Description of the task
A word-for-word repetition of the records beneath this task is the expected answer.

Segment Start: Materials provided

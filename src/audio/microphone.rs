//! Microphone capture via `cpal`.
//!
//! `cpal::Stream` is not `Send` on every platform, so the stream is built and
//! kept alive on a dedicated `audio-capture` thread that parks until stopped.
//! The data callback only re-blocks samples and pushes frames; stream status
//! errors are logged and capture carries on.

use anyhow::{Context, Result};
use cpal::traits::{DeviceTrait, HostTrait, StreamTrait};
use crossbeam_channel::{bounded, Sender};
use std::sync::atomic::{AtomicBool, Ordering};
use std::sync::Arc;
use std::thread::{self, JoinHandle};
use std::time::Instant;
use thiserror::Error;
use tracing::{error, info, warn};

use super::backend::{AudioBackend, AudioBackendConfig, AudioFrame};
use super::block::BlockAssembler;
use super::queue::{FrameSender, PushOutcome};

/// Log one overrun warning per this many dropped frames
const OVERRUN_LOG_INTERVAL: u64 = 50;

/// Errors that can occur while opening the capture stream
#[derive(Debug, Error)]
pub enum CaptureError {
    #[error("no input device found on the default audio host")]
    NoDevice,

    #[error("failed to build input stream: {0}")]
    BuildStream(#[from] cpal::BuildStreamError),

    #[error("failed to start audio stream: {0}")]
    PlayStream(#[from] cpal::PlayStreamError),
}

pub struct MicrophoneBackend {
    config: AudioBackendConfig,
    stop_tx: Option<Sender<()>>,
    worker: Option<JoinHandle<()>>,
    capturing: Arc<AtomicBool>,
}

impl MicrophoneBackend {
    pub fn new(config: AudioBackendConfig) -> Self {
        Self {
            config,
            stop_tx: None,
            worker: None,
            capturing: Arc::new(AtomicBool::new(false)),
        }
    }
}

impl AudioBackend for MicrophoneBackend {
    fn start(&mut self, frames: FrameSender) -> Result<()> {
        if self.worker.is_some() {
            warn!("Microphone capture already started");
            return Ok(());
        }

        let (ready_tx, ready_rx) = bounded::<Result<(), CaptureError>>(1);
        let (stop_tx, stop_rx) = bounded::<()>(1);
        let config = self.config.clone();
        let capturing = Arc::clone(&self.capturing);

        let worker = thread::Builder::new()
            .name("audio-capture".to_string())
            .spawn(move || {
                let stream = match open_stream(&config, frames) {
                    Ok(stream) => stream,
                    Err(e) => {
                        let _ = ready_tx.send(Err(e));
                        return;
                    }
                };

                capturing.store(true, Ordering::SeqCst);
                let _ = ready_tx.send(Ok(()));

                // Park until stop() is called or the backend is dropped
                let _ = stop_rx.recv();
                drop(stream);
                capturing.store(false, Ordering::SeqCst);
                info!("Microphone capture stopped");
            })
            .context("Failed to spawn capture thread")?;

        let opened = ready_rx
            .recv()
            .context("Capture thread exited before opening the device")?;
        if let Err(e) = opened {
            let _ = worker.join();
            return Err(e).context("Failed to open microphone");
        }

        self.stop_tx = Some(stop_tx);
        self.worker = Some(worker);
        info!(
            sample_rate = self.config.sample_rate,
            block_ms = self.config.block_duration_ms,
            "Microphone capture started"
        );

        Ok(())
    }

    fn stop(&mut self) -> Result<()> {
        if let Some(stop_tx) = self.stop_tx.take() {
            let _ = stop_tx.send(());
        }
        if let Some(worker) = self.worker.take() {
            if worker.join().is_err() {
                error!("Capture thread panicked");
            }
        }
        Ok(())
    }

    fn is_capturing(&self) -> bool {
        self.capturing.load(Ordering::SeqCst)
    }

    fn name(&self) -> &str {
        "microphone"
    }
}

impl Drop for MicrophoneBackend {
    fn drop(&mut self) {
        let _ = self.stop();
    }
}

fn open_stream(config: &AudioBackendConfig, frames: FrameSender) -> Result<cpal::Stream, CaptureError> {
    let host = cpal::default_host();
    let device = host.default_input_device().ok_or(CaptureError::NoDevice)?;

    let stream_config = cpal::StreamConfig {
        channels: 1,
        sample_rate: cpal::SampleRate(config.sample_rate),
        buffer_size: cpal::BufferSize::Default,
    };

    // Prefer native i16; fall back to f32 devices and convert
    let stream = match build_stream::<i16>(&device, &stream_config, config, frames.clone(), |s| s) {
        Ok(stream) => stream,
        Err(cpal::BuildStreamError::StreamConfigNotSupported) => {
            warn!("Device rejected i16 capture, falling back to f32");
            build_stream::<f32>(&device, &stream_config, config, frames, f32_to_i16)?
        }
        Err(e) => return Err(e.into()),
    };

    stream.play()?;
    Ok(stream)
}

fn build_stream<T>(
    device: &cpal::Device,
    stream_config: &cpal::StreamConfig,
    config: &AudioBackendConfig,
    frames: FrameSender,
    convert: fn(T) -> i16,
) -> Result<cpal::Stream, cpal::BuildStreamError>
where
    T: cpal::SizedSample,
{
    let sample_rate = config.sample_rate;
    let mut assembler = BlockAssembler::new(config.block_samples());
    let block_samples = assembler.block_samples();
    // Device buffers are converted one block-sized chunk at a time, so this never regrows
    let mut scratch: Vec<i16> = Vec::with_capacity(block_samples);
    let mut sequence = 0u64;
    let started = Instant::now();

    device.build_input_stream(
        stream_config,
        move |data: &[T], _: &cpal::InputCallbackInfo| {
            for chunk in data.chunks(block_samples) {
                scratch.clear();
                scratch.extend(chunk.iter().map(|&s| convert(s)));

                assembler.push_with(
                    &scratch,
                    || frames.take_buffer(block_samples),
                    |samples| {
                        let frame = AudioFrame {
                            samples,
                            sample_rate,
                            sequence,
                            timestamp_ms: started.elapsed().as_millis() as u64,
                        };
                        sequence += 1;

                        match frames.push(frame) {
                            PushOutcome::Queued | PushOutcome::Closed => {}
                            PushOutcome::Evicted | PushOutcome::Discarded => {
                                let dropped = frames.stats().dropped();
                                if dropped % OVERRUN_LOG_INTERVAL == 1 {
                                    warn!(dropped, "Audio overrun: recognizer is behind, oldest audio dropped");
                                }
                            }
                        }
                    },
                );
            }
        },
        |err: cpal::StreamError| {
            warn!(error = %err, "Audio stream status");
        },
        None,
    )
}

fn f32_to_i16(sample: f32) -> i16 {
    (sample.clamp(-1.0, 1.0) * i16::MAX as f32) as i16
}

Segment End: Materials provided

Solution to this exercise
filename src/audio/microphone.rs
//! Microphone capture via `cpal`.
//!
//! `cpal::Stream` is not `Send` on every platform, so the stream is built and
//! kept alive on a dedicated `audio-capture` thread that parks until stopped.
//! The data callback only re-blocks samples and pushes frames; stream status
//! errors are logged and capture carries on.

use anyhow::{Context, Result};
use cpal::traits::{DeviceTrait, HostTrait, StreamTrait};
use crossbeam_channel::{bounded, Sender};
use std::sync::atomic::{AtomicBool, Ordering};
use std::sync::Arc;
use std::thread::{self, JoinHandle};
use std::time::Instant;
use thiserror::Error;
use tracing::{error, info, warn};

use super::backend::{AudioBackend, AudioBackendConfig, AudioFrame};
use super::block::BlockAssembler;
use super::queue::{FrameSender, PushOutcome};

/// Log one overrun warning per this many dropped frames
const OVERRUN_LOG_INTERVAL: u64 = 50;

/// Errors that can occur while opening the capture stream
#[derive(Debug, Error)]
pub enum CaptureError {
    #[error("no input device found on the default audio host")]
    NoDevice,

    #[error("failed to build input stream: {0}")]
    BuildStream(#[from] cpal::BuildStreamError),

    #[error("failed to start audio stream: {0}")]
    PlayStream(#[from] cpal::PlayStreamError),
}

pub struct MicrophoneBackend {
    config: AudioBackendConfig,
    stop_tx: Option<Sender<()>>,
    worker: Option<JoinHandle<()>>,
    capturing: Arc<AtomicBool>,
}

impl MicrophoneBackend {
    pub fn new(config: AudioBackendConfig) -> Self {
        Self {
            config,
            stop_tx: None,
            worker: None,
            capturing: Arc::new(AtomicBool::new(false)),
        }
    }
}

impl AudioBackend for MicrophoneBackend {
    fn start(&mut self, frames: FrameSender) -> Result<()> {
        if self.worker.is_some() {
            warn!("Microphone capture already started");
            return Ok(());
        }

        let (ready_tx, ready_rx) = bounded::<Result<(), CaptureError>>(1);
        let (stop_tx, stop_rx) = bounded::<()>(1);
        let config = self.config.clone();
        let capturing = Arc::clone(&self.capturing);

        let worker = thread::Builder::new()
            .name("audio-capture".to_string())
            .spawn(move || {
                let stream = match open_stream(&config, frames) {
                    Ok(stream) => stream,
                    Err(e) => {
                        let _ = ready_tx.send(Err(e));
                        return;
                    }
                };

                capturing.store(true, Ordering::SeqCst);
                let _ = ready_tx.send(Ok(()));

                // Park until stop() is called or the backend is dropped
                let _ = stop_rx.recv();
                drop(stream);
                capturing.store(false, Ordering::SeqCst);
                info!("Microphone capture stopped");
            })
            .context("Failed to spawn capture thread")?;

        let opened = ready_rx
            .recv()
            .context("Capture thread exited before opening the device")?;
        if let Err(e) = opened {
            let _ = worker.join();
            return Err(e).context("Failed to open microphone");
        }

        self.stop_tx = Some(stop_tx);
        self.worker = Some(worker);
        info!(
            sample_rate = self.config.sample_rate,
            block_ms = self.config.block_duration_ms,
            "Microphone capture started"
        );

        Ok(())
    }

    fn stop(&mut self) -> Result<()> {
        if let Some(stop_tx) = self.stop_tx.take() {
            let _ = stop_tx.send(());
        }
        if let Some(worker) = self.worker.take() {
            if worker.join().is_err() {
                error!("Capture thread panicked");
            }
        }
        Ok(())
    }

    fn is_capturing(&self) -> bool {
        self.capturing.load(Ordering::SeqCst)
    }

    fn name(&self) -> &str {
        "microphone"
    }
}

impl Drop for MicrophoneBackend {
    fn drop(&mut self) {
        let _ = self.stop();
    }
}

fn open_stream(config: &AudioBackendConfig, frames: FrameSender) -> Result<cpal::Stream, CaptureError> {
    let host = cpal::default_host();
    let device = host.default_input_device().ok_or(CaptureError::NoDevice)?;

    let stream_config = cpal::StreamConfig {
        channels: 1,
        sample_rate: cpal::SampleRate(config.sample_rate),
        buffer_size: cpal::BufferSize::Default,
    };

    // Prefer native i16; fall back to f32 devices and convert
    let stream = match build_stream::<i16>(&device, &stream_config, config, frames.clone(), |s| s) {
        Ok(stream) => stream,
        Err(cpal::BuildStreamError::StreamConfigNotSupported) => {
            warn!("Device rejected i16 capture, falling back to f32");
            build_stream::<f32>(&device, &stream_config, config, frames, f32_to_i16)?
        }
        Err(e) => return Err(e.into()),
    };

    stream.play()?;
    Ok(stream)
}

fn build_stream<T>(
    device: &cpal::Device,
    stream_config: &cpal::StreamConfig,
    config: &AudioBackendConfig,
    frames: FrameSender,
    convert: fn(T) -> i16,
) -> Result<cpal::Stream, cpal::BuildStreamError>
where
    T: cpal::SizedSample,
{
    let sample_rate = config.sample_rate;
    let mut assembler = BlockAssembler::new(config.block_samples());
    let block_samples = assembler.block_samples();
    // Device buffers are converted one block-sized chunk at a time, so this never regrows
    let mut scratch: Vec<i16> = Vec::with_capacity(block_samples);
    let mut sequence = 0u64;
    let started = Instant::now();

    device.build_input_stream(
        stream_config,
        move |data: &[T], _: &cpal::InputCallbackInfo| {
            for chunk in data.chunks(block_samples) {
                scratch.clear();
                scratch.extend(chunk.iter().map(|&s| convert(s)));

                assembler.push_with(
                    &scratch,
                    || frames.take_buffer(block_samples),
                    |samples| {
                        let frame = AudioFrame {
                            samples,
                            sample_rate,
                            sequence,
                            timestamp_ms: started.elapsed().as_millis() as u64,
                        };
                        sequence += 1;

                        match frames.push(frame) {
                            PushOutcome::Queued | PushOutcome::Closed => {}
                            PushOutcome::Evicted | PushOutcome::Discarded => {
                                let dropped = frames.stats().dropped();
                                if dropped % OVERRUN_LOG_INTERVAL == 1 {
                                    warn!(dropped, "Audio overrun: recognizer is behind, oldest audio dropped");
                                }
                            }
                        }
                    },
                );
            }
        },
        |err: cpal::StreamError| {
            warn!(error = %err, "Audio stream status");
        },
        None,
    )
}

fn f32_to_i16(sample: f32) -> i16 {
    (sample.clamp(-1.0, 1.0) * i16::MAX as f32) as i16
}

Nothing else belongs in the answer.